State v. Shumway

672 P.2d 929 | Ariz. | 1983

CAMERON, Justice.

The defendant’s conviction of negligent homicide, A.R.S. § 13-1102(A), was reversed by the Court of Appeals, State v. Shumway, 137 Ariz. 600, 672 P.2d 944 (1983), and we granted the state’s petition for review. We have jurisdiction under Ariz. Const, art. 6, § 5(3) and A.R.S. § 12-120.24.

We must consider two issues on appeal:

1. Did the trial court's communication with the jury, outside the presence of the defendant and his counsel, constitute reversible error?
*5872. Did the trial court err in refusing to give the defendant’s requested instruction dealing with the decedent’s duty to yield the right of way?

The facts necessary for a determination of these issues are as follows. At approximately 6:45 p.m. on 25 August 1980, the defendant’s Buick stationwagon, which was traveling west in excess of the posted speed limit, collided with the decedent’s Oldsmobile sedan as the decedent attempted to turn left onto 59th Avenue from Northern Avenue in Glendale, Arizona. The driver of the Oldsmobile died at the scene of the accident.

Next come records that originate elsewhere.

// Dweve Benchlog - Benchmark Log Analysis
//
// Copyright (c) 2025 Dweve IP B.V. and individual contributors.
//
// SPDX-License-Identifier: Apache-2.0
//
// Licensed under the Apache License, Version 2.0 (the "License");
// you may not use this file except in compliance with the License.
// You may obtain a copy of the License in the LICENSE file at the
// root of this repository or at: http://www.apache.org/licenses/LICENSE-2.0
//
// Unless required by applicable law or agreed to in writing, software
// distributed under the License is distributed on an "AS IS" BASIS,
// WITHOUT WARRANTIES OR CONDITIONS OF ANY KIND, either express or implied.
// See the License for the specific language governing permissions and
// limitations under the License.

//! Ready-made [`Run`] values for tests that skip parsing.

use benchlog_core::{CommitInfo, ParsedTrait, ProjectTag, Run};

/// Healthy run on the default configuration.
pub fn run(version: u32, project: ProjectTag, seconds: f64) -> Run {
    Run {
        version,
        commit: CommitInfo {
            id: format!("c0ffee{:04}", version),
            date: "2024-01-01 12:00:00 +0000".to_string(),
            message: format!("Optimisation pass {}", version),
        },
        project,
        execution_time: seconds,
        timesteps_per_sec: 100.0 / seconds,
        mcells_per_sec: 900.0 / seconds,
        grid_width: 3000,
        grid_height: 3000,
        timesteps: 100,
        traits: vec![ParsedTrait::new(0, "Life", "conway")],
        line: 0,
    }
}

/// Library runs numbered from 1 with the given times.
pub fn library_series(times: &[f64]) -> Vec<Run> {
    series(ProjectTag::Library, times)
}

/// Combined runs numbered from 1 with the given times.
pub fn combined_series(times: &[f64]) -> Vec<Run> {
    series(ProjectTag::Combined, times)
}

fn series(project: ProjectTag, times: &[f64]) -> Vec<Run> {
    times
        .iter()
        .enumerate()
        .map(|(i, &t)| run(i as u32 + 1, project, t))
        .collect()
}
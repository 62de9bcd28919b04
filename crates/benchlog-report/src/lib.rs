// Dweve Benchlog - Benchmark Log Analysis
//
// Copyright (c) 2025 Dweve IP B.V. and individual contributors.
//
// SPDX-License-Identifier: Apache-2.0
//
// Licensed under the Apache License, Version 2.0 (the "License");
// you may not use this file except in compliance with the License.
// You may obtain a copy of the License in the LICENSE file at the
// root of this repository or at: http://www.apache.org/licenses/LICENSE-2.0
//
// Unless required by applicable law or agreed to in writing, software
// distributed under the License is distributed on an "AS IS" BASIS,
// WITHOUT WARRANTIES OR CONDITIONS OF ANY KIND, either express or implied.
// See the License for the specific language governing permissions and
// limitations under the License.

//! Report rendering for analysed benchmark logs.
//!
//! A [`Report`] bundles the expected configuration, the derived metrics and
//! the discrepancy list. Three renderers consume it:
//!
//! - [`console`]: fixed-width text tables for the terminal
//! - [`latex`]: a standalone LaTeX article
//! - [`json`]: the whole report serialised with serde
//!
//! ```rust
//! use benchlog_core::{parse, ExpectedConfiguration};
//! use benchlog_report::{console, Report};
//! use benchlog_stats::Metrics;
//!
//! let log = benchlog_test::paired_log(&[(4.0, 6.0), (2.0, 3.5)]);
//! let outcome = parse(&log).unwrap();
//! let report = Report::new(
//!     "Nightly",
//!     ExpectedConfiguration::default(),
//!     Metrics::compute(&outcome.runs),
//!     Vec::new(),
//! );
//! assert!(console::render(&report).contains("BENCHMARK REPORT: Nightly"));
//! ```

pub mod console;
pub mod format;
pub mod json;
pub mod latex;
mod report;

pub use json::export_json;
pub use latex::{default_output_path, export_latex};
pub use report::Report;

Although the defendant passed a field sobriety test, he was voluntarily taken to the Glendale Police Department where a blood-alcohol reading of 0.11 was obtained. At his trial, the defendant argued that (1) the alcohol in his system did not impair his driving skills, (2) his auto’s speed did not ' render him criminally negligent, and (3) the deceased failed to yield to oncoming traffic in making her left hand turn, causing the accident. Defendant’s requested instruction concerning the decedent’s duty to yield the right of way was denied by the trial judge.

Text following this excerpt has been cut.